• The many times God answered his prayers led the Rev. César Lodiha Akoka to start the first Volunteers in Mission club in his home of Kinshasa, Congo.
• Born to two United Methodist pastors, his dreams as a child didn’t include becoming a pastor himself.
• Akoka’s support for mission work came after he met Karen Distefano, South Central Jurisdiction’s United Methodist Volunteers in Mission and Disaster Response director, in a virtual mission Zoom meeting.
It was from the many times God answered his prayers that the Rev. César Lodiha Akoka felt called to start the first Volunteers in Mission club in his home of Kinshasa, Congo.
“I feel passionate about this work since it is the only way that we can put love into action,” he said.
Born into a family of nine children with United Methodist parents, he often felt “stress.”
“I told my father that I will make sure to study in my life in order to see my children growing up without being stressed, because education is a great weapon that can help us change the world,” he said.
But his dreams as a child didn’t include going to Africa University in Mutare, Zimbabwe, and becoming a United Methodist pastor.
After graduating high school, Akoka enrolled in a technical school, majoring in general electricity.
He always stayed in connection with his local church, serving as youth president, local church secretary and vice president in the East Kinshasa District of the West Congo Conference.
“One day, in 2013, my pastor gave me the opportunity to preach during a special day for youth,” Akoka said. “After preaching, I was told that I have God’s calling into pastoral ministry, but I did not want to be a pastor.”
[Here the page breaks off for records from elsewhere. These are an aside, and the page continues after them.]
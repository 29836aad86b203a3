//! Cross-reference audit.

use super::Registry;
use crate::entity::{EntityKind, Record};
use std::collections::{HashMap, HashSet};
use std::fmt;

/// A single broken cross-reference or duplicate.
#[derive(Debug, Clone, PartialEq, Eq)]
pub struct Violation {
    /// Kind of the offending record.
    pub kind: EntityKind,
    /// Identifier of the offending record.
    pub id: String,
    /// What is wrong with it.
    pub message: String,
}

impl Violation {
    fn new(kind: EntityKind, id: &str, message: impl Into<String>) -> Self {
        Self {
            kind,
            id: id.to_string(),
            message: message.into(),
        }
    }
}

impl fmt::Display for Violation {
    fn fmt(&self, f: &mut fmt::Formatter<'_>) -> fmt::Result {
        write!(f, "{} {}: {}", self.kind, self.id, self.message)
    }
}

impl Registry {
    /// Audits every cross-reference.
    ///
    /// References to records that do not exist are not violations; they are
    /// linked up when the record is created. Registries built only through
    /// the mutating operations always audit clean. Collections replaced
    /// with [`Registry::restore`] may not.
    #[must_use]
    pub fn check_integrity(&self) -> Vec<Violation> {
        let mut out = Vec::new();

        duplicates(&self.students, &mut out);
        duplicates(&self.faculty, &mut out);
        duplicates(&self.courses, &mut out);
        duplicates(&self.departments, &mut out);

        let students = by_id(&self.students);
        let faculty = by_id(&self.faculty);
        let courses = by_id(&self.courses);

        for student in &self.students {
            repeated(EntityKind::Student, &student.id, "courses", &student.courses, &mut out);
            for course_id in &student.courses {
                if let Some(course) = courses.get(course_id.as_str()) {
                    if !course.has_student(&student.id) {
                        out.push(Violation::new(
                            EntityKind::Student,
                            &student.id,
                            format!("lists course {course_id} which does not list the student"),
                        ));
                    }
                }
            }
            for course_id in student.grades.keys() {
                if !student.is_enrolled(course_id) {
                    out.push(Violation::new(
                        EntityKind::Student,
                        &student.id,
                        format!("has a grade for {course_id} without being enrolled"),
                    ));
                }
            }
        }

        for course in &self.courses {
            repeated(
                EntityKind::Course,
                &course.id,
                "enrolledStudents",
                &course.enrolled_students,
                &mut out,
            );
            for student_id in &course.enrolled_students {
                if let Some(student) = students.get(student_id.as_str()) {
                    if !student.is_enrolled(&course.id) {
                        out.push(Violation::new(
                            EntityKind::Course,
                            &course.id,
                            format!("lists student {student_id} who does not list the course"),
                        ));
                    }
                }
            }
            if let Some(faculty_id) = &course.assigned_faculty {
                if let Some(member) = faculty.get(faculty_id.as_str()) {
                    if !member.teaches(&course.id) {
                        out.push(Violation::new(
                            EntityKind::Course,
                            &course.id,
                            format!("is assigned to {faculty_id} who does not teach it"),
                        ));
                    }
                }
            }
        }

        for member in &self.faculty {
            repeated(
                EntityKind::Faculty,
                &member.id,
                "coursesTaught",
                &member.courses_taught,
                &mut out,
            );
            for course_id in &member.courses_taught {
                if let Some(course) = courses.get(course_id.as_str()) {
                    if !course.is_taught_by(&member.id) {
                        out.push(Violation::new(
                            EntityKind::Faculty,
                            &member.id,
                            format!("teaches course {course_id} which is not assigned to it"),
                        ));
                    }
                }
            }
        }

        for department in &self.departments {
            repeated(
                EntityKind::Department,
                &department.id,
                "courses",
                &department.courses,
                &mut out,
            );
        }

        out
    }
}

fn by_id<R: Record>(items: &[R]) -> HashMap<&str, &R> {
    let mut map = HashMap::with_capacity(items.len());
    for item in items {
        map.entry(item.id()).or_insert(item);
    }
    map
}

fn duplicates<R: Record>(items: &[R], out: &mut Vec<Violation>) {
    let mut seen = HashSet::new();
    for item in items {
        if !seen.insert(item.id()) {
            out.push(Violation::new(R::KIND, item.id(), "identifier is not unique"));
        }
    }
}

fn repeated(kind: EntityKind, id: &str, field: &str, list: &[String], out: &mut Vec<Violation>) {
    let mut seen = HashSet::new();
    for entry in list {
        if !seen.insert(entry.as_str()) {
            out.push(Violation::new(kind, id, format!("{field} repeats {entry}")));
        }
    }
}

#[cfg(test)]
mod tests {
    use super::*;
    use crate::entity::{Course, Faculty, Student};
    use crate::registry::Collection;

    #[test]
    fn empty_registry_is_clean() {
        assert!(Registry::new().check_integrity().is_empty());
    }

    #[test]
    fn restored_inconsistency_is_reported() {
        let mut registry = Registry::new();
        registry.restore(Collection::Courses(vec![
            Course::new("CS101", "Intro", 3).with_faculty("FAC001")
        ]));
        registry.restore(Collection::Faculty(vec![Faculty::new("FAC001", "Dr. A", "CS")]));
        registry.restore(Collection::Students(vec![
            Student::new("STU001", "Alice", 20, "Female", "CS").with_course("CS101"),
            Student::new("STU001", "Alice Again", 20, "Female", "CS"),
        ]));

        let violations = registry.check_integrity();
        let messages: Vec<String> = violations.iter().map(ToString::to_string).collect();
        assert!(messages.iter().any(|m| m.contains("not unique")));
        assert!(messages.iter().any(|m| m.contains("does not list the student")));
        assert!(messages.iter().any(|m| m.contains("does not teach it")));
    }

    #[test]
    fn dangling_references_are_not_violations() {
        let mut registry = Registry::new();
        registry
            .add_student(Student::new("STU001", "Alice", 20, "Female", "CS").with_course("CS999"))
            .unwrap();
        assert!(registry.check_integrity().is_empty());
    }
}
The wheels were already rolling to get him on the path of becoming a pastor, however. Bishop David Yemba, retired bishop of the Congo Central Conference and chancellor emeritus of Africa University, told him his name was on the student pastors list at Africa University.
“I was speechless. I told my parents and they said if it is really God’s calling, then you go.”
At the 2015 West Congo Annual Conference, Akoka was presented to the elders, who voted for him to go to Zimbabwe to attend Africa University.
His first days at the university were hard.
“I could not get pocket money from home and I could not afford soap, toothpaste and the basics,” he said. “I was crying and praying in the chapel, asking God why I had all these things in my life.”
Soon after that, he learned of a program on campus organized by the student affairs office that helps students get their essential needs.
He also qualified for an International Grants and Scholarship Program (GRASP) through the United Methodist Board of Higher Education and Ministry. The scholarship is a competitive, need-based program to help offset the costs of students studying at a Methodist-related institute within a central conference (conferences outside of the U.S.).
God’s answer to his prayers gave him a vision to help other students facing the same hardships. He joined the university's Volunteers in Mission club.
“God made ways and I found support,” he said.
Akoka is currently working with 20 young people in Kinshasa and 37 Africa University students through the Volunteers in Mission clubs. The groups work with orphans, widows and other marginalized people in the community, offering various support during COVID-19 and training on information and communications technology and other subjects.
Akoka is appointed to Marc Mukote United Methodist Church in Kinshasa.
His support for mission work came after he met Karen Distefano, United Methodist Volunteers in Mission and Disaster Response director for the South Central Jurisdiction, in a virtual mission Zoom meeting.
“When we met with Rev. Akoka recently by Zoom, we were all struck by his passion for mission and discipleship,” she said. “Not only does he want to help marginalized people, he also wants to help make disciples of Jesus Christ by showing youth and young adults how to live out the Gospel.”
The virtual mission model was developed in response to the pandemic when people could not travel but still wanted to stay in touch with their mission partners around the world, she said.
Distefano asks for the prayers of the U.S. churches for Akoka and his young adult mission club members and the people they are serving.
“We will be working with him on the UMVIM site application for when it is safe for teams to travel,” she said.
Distefano is planning the next virtual mission for later this year.
“We often think about UMVIM as mission teams from the U.S. that travel to work on disaster response in the U.S. or work on various projects overseas,” said Tom Lank, Northeast Jurisdiction coordinator for United Methodist Volunteers in Mission.
Akoka’s work is a “good grassroots mission activity,” Lank said. “This is the church being the church and putting Christian love into action.”
Akoka remains passionate about his work.
“I have seen there is hope and more blessings in being a volunteer in the mission of God,” he said. “It is the only way we can put love into action by bringing a smile to orphans and widows, vulnerable people.”